Study material:
• • •
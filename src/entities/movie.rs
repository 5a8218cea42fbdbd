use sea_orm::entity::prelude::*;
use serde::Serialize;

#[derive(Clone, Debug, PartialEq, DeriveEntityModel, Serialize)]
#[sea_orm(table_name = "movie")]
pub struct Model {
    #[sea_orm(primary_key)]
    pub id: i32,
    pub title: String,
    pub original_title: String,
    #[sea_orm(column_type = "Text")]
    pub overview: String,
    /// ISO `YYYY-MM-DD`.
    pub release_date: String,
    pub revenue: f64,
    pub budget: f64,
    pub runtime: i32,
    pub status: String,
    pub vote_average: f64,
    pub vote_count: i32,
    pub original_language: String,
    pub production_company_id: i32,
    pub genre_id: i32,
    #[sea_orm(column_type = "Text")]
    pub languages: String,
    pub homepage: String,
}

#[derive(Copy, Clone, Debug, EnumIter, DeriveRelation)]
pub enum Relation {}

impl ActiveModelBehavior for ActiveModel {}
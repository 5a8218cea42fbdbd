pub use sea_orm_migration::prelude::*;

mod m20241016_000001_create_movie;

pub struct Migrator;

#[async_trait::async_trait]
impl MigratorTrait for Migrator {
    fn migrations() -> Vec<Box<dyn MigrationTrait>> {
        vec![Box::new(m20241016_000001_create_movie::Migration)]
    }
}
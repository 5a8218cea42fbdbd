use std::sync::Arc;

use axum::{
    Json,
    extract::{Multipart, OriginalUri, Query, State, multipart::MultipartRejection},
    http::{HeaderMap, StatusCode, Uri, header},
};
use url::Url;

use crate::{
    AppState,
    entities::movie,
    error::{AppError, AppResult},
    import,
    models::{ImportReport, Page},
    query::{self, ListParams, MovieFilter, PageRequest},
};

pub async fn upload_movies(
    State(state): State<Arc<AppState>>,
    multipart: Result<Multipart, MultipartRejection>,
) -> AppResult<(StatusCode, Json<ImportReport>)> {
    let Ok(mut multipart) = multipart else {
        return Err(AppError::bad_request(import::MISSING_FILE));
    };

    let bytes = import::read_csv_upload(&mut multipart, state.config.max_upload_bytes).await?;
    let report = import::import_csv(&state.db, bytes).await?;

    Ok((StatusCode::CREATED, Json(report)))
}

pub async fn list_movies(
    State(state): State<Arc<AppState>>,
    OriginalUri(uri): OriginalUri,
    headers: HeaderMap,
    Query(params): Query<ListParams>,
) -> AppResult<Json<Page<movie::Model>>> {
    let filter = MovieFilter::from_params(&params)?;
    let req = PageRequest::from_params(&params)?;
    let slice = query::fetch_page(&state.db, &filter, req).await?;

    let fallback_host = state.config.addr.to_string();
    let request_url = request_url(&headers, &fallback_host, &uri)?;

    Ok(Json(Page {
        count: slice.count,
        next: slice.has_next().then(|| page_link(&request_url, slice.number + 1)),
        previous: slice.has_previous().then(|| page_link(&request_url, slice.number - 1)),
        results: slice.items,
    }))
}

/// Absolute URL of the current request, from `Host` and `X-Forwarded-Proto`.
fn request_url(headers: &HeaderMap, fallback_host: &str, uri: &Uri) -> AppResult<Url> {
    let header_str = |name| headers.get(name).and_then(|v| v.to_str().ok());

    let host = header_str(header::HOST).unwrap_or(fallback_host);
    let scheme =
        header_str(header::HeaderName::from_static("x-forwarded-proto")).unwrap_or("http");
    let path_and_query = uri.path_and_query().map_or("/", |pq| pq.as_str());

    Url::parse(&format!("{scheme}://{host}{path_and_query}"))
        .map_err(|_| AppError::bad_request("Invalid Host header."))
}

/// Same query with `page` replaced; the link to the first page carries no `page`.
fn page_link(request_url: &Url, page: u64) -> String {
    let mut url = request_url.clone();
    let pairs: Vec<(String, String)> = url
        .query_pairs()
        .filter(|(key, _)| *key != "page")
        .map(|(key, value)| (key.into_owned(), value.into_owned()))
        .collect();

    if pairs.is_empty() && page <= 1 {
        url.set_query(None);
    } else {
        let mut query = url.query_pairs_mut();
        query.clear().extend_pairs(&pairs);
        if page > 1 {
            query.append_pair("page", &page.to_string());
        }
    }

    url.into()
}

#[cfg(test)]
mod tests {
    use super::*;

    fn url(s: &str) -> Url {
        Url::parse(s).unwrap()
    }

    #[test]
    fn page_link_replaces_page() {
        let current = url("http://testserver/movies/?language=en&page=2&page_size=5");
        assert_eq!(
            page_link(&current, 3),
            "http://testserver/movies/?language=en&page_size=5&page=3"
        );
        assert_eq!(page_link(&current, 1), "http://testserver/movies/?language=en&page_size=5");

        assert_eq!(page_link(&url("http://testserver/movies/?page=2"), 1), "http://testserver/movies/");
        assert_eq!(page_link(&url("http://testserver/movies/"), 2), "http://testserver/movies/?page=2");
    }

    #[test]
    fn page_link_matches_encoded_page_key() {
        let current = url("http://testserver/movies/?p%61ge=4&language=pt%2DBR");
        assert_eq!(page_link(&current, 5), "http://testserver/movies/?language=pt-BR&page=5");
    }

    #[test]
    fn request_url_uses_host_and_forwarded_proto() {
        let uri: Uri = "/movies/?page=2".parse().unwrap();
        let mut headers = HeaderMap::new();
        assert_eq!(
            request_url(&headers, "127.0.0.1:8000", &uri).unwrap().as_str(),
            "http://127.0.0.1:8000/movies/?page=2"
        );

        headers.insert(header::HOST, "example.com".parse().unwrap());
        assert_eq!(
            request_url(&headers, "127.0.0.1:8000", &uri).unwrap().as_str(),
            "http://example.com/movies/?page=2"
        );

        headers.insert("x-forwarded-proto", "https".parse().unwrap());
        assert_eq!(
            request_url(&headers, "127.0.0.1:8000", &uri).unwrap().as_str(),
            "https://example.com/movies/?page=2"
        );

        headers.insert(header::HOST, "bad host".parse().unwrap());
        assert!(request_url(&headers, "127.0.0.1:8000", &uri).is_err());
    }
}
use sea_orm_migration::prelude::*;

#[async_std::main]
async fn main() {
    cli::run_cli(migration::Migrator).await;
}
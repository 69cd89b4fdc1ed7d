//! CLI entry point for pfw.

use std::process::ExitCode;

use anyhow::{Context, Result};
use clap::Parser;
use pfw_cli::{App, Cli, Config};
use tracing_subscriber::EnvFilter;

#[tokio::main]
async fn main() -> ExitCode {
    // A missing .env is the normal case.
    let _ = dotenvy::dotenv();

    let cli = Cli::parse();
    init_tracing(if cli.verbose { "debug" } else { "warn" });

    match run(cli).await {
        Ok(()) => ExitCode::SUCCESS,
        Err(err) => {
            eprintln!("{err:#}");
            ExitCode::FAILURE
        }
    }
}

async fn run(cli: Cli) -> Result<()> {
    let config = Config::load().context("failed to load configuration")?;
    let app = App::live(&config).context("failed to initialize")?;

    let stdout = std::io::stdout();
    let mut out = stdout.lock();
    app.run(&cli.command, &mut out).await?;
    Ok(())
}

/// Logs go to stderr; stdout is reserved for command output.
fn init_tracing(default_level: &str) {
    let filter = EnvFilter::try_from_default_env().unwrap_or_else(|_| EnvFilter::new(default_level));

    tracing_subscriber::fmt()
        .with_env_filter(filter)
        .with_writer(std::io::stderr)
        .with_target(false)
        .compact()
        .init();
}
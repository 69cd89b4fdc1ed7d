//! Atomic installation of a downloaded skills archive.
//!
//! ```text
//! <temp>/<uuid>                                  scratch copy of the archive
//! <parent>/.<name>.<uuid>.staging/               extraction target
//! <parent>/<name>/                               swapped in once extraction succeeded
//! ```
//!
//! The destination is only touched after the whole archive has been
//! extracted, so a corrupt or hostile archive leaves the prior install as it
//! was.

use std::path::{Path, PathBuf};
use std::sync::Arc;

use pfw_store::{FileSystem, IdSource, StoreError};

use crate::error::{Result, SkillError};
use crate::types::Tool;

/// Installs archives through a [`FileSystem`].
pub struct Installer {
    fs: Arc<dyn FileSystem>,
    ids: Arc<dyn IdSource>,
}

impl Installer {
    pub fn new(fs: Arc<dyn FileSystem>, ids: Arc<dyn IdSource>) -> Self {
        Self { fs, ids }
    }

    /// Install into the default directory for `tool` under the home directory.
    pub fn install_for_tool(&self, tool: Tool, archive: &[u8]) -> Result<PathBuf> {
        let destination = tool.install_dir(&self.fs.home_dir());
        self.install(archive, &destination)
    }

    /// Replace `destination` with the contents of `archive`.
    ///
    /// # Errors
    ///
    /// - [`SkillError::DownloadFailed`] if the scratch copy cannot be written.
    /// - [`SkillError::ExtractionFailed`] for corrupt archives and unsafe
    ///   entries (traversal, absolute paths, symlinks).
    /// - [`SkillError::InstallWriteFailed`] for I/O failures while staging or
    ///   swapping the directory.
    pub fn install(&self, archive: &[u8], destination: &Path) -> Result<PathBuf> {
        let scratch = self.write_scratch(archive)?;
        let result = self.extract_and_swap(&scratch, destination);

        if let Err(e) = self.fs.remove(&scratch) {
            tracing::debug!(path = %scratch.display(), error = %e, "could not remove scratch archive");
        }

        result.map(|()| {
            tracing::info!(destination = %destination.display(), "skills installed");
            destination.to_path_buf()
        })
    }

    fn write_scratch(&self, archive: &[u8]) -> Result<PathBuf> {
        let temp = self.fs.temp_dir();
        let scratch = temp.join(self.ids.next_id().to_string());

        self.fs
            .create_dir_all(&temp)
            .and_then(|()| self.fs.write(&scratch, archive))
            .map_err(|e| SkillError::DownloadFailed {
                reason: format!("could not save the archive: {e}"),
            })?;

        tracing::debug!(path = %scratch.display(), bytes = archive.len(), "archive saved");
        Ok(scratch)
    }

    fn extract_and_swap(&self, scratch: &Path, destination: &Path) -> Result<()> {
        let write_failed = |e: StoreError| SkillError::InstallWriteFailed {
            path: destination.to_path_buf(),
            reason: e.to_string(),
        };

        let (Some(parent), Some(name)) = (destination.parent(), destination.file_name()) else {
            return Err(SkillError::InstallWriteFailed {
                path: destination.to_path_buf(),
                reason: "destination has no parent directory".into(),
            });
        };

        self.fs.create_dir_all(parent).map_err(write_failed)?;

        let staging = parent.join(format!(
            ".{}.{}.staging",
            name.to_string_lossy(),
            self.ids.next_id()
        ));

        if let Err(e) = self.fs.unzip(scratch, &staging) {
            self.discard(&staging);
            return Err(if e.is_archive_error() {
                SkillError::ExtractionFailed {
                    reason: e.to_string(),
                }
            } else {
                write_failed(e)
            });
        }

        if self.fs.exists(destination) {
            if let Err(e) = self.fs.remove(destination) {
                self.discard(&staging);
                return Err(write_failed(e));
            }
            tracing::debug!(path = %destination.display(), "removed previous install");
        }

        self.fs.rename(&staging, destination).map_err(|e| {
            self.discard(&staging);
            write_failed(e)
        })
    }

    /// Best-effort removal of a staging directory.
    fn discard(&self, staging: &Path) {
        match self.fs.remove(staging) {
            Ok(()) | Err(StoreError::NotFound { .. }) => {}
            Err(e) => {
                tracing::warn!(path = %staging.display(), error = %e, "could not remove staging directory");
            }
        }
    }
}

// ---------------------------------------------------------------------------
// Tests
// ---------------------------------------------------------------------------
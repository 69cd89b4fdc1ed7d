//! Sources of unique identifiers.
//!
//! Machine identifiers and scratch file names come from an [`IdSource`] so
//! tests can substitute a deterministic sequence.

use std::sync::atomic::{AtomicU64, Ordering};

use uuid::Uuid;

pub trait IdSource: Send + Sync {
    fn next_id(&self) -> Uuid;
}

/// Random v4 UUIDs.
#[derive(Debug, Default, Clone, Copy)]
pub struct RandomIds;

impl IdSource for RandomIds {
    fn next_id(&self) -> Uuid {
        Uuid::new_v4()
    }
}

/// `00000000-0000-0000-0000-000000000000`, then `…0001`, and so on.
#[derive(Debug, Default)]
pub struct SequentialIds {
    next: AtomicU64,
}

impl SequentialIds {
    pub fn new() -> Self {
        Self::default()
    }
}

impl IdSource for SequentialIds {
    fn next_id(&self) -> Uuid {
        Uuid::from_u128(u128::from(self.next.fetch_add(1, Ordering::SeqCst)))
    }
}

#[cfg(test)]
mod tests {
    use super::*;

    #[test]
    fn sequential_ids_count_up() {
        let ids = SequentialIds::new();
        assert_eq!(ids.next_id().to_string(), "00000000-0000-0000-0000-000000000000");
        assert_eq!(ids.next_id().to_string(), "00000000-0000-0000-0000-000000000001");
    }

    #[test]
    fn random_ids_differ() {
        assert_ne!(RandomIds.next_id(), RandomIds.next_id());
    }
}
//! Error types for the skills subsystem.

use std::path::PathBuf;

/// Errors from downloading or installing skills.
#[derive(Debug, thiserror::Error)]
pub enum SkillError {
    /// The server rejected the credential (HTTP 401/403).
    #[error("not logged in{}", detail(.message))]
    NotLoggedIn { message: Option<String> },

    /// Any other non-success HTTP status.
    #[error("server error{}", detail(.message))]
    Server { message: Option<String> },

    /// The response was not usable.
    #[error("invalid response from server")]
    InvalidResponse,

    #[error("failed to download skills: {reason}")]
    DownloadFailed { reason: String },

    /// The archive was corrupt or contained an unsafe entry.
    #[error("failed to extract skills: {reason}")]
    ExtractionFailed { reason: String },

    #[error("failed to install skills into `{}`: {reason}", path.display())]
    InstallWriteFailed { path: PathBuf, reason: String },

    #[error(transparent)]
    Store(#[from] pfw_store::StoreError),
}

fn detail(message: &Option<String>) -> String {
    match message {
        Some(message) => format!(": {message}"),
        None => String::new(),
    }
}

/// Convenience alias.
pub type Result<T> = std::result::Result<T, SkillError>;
• • •
What you need to do: Going back to the entries above, set down exactly the lines that begin at the one with "value)| (key.into_owned(), value.into_owned()))" and end at the one with "let uri: Uri", both included, and nothing else.

Solution for this exercise:
        .map(|(key, value)| (key.into_owned(), value.into_owned()))
        .collect();

    if pairs.is_empty() && page <= 1 {
        url.set_query(None);
    } else {
        let mut query = url.query_pairs_mut();
        query.clear().extend_pairs(&pairs);
        if page > 1 {
            query.append_pair("page", &page.to_string());
        }
    }

    url.into()
}

#[cfg(test)]
mod tests {
    use super::*;

    fn url(s: &str) -> Url {
        Url::parse(s).unwrap()
    }

    #[test]
    fn page_link_replaces_page() {
        let current = url("http://testserver/movies/?language=en&page=2&page_size=5");
        assert_eq!(
            page_link(&current, 3),
            "http://testserver/movies/?language=en&page_size=5&page=3"
        );
        assert_eq!(page_link(&current, 1), "http://testserver/movies/?language=en&page_size=5");

        assert_eq!(page_link(&url("http://testserver/movies/?page=2"), 1), "http://testserver/movies/");
        assert_eq!(page_link(&url("http://testserver/movies/"), 2), "http://testserver/movies/?page=2");
    }

    #[test]
    fn page_link_matches_encoded_page_key() {
        let current = url("http://testserver/movies/?p%61ge=4&language=pt%2DBR");
        assert_eq!(page_link(&current, 5), "http://testserver/movies/?language=pt-BR&page=5");
    }

    #[test]
    fn request_url_uses_host_and_forwarded_proto() {
        let uri: Uri = "/movies/?page=2".parse().unwrap();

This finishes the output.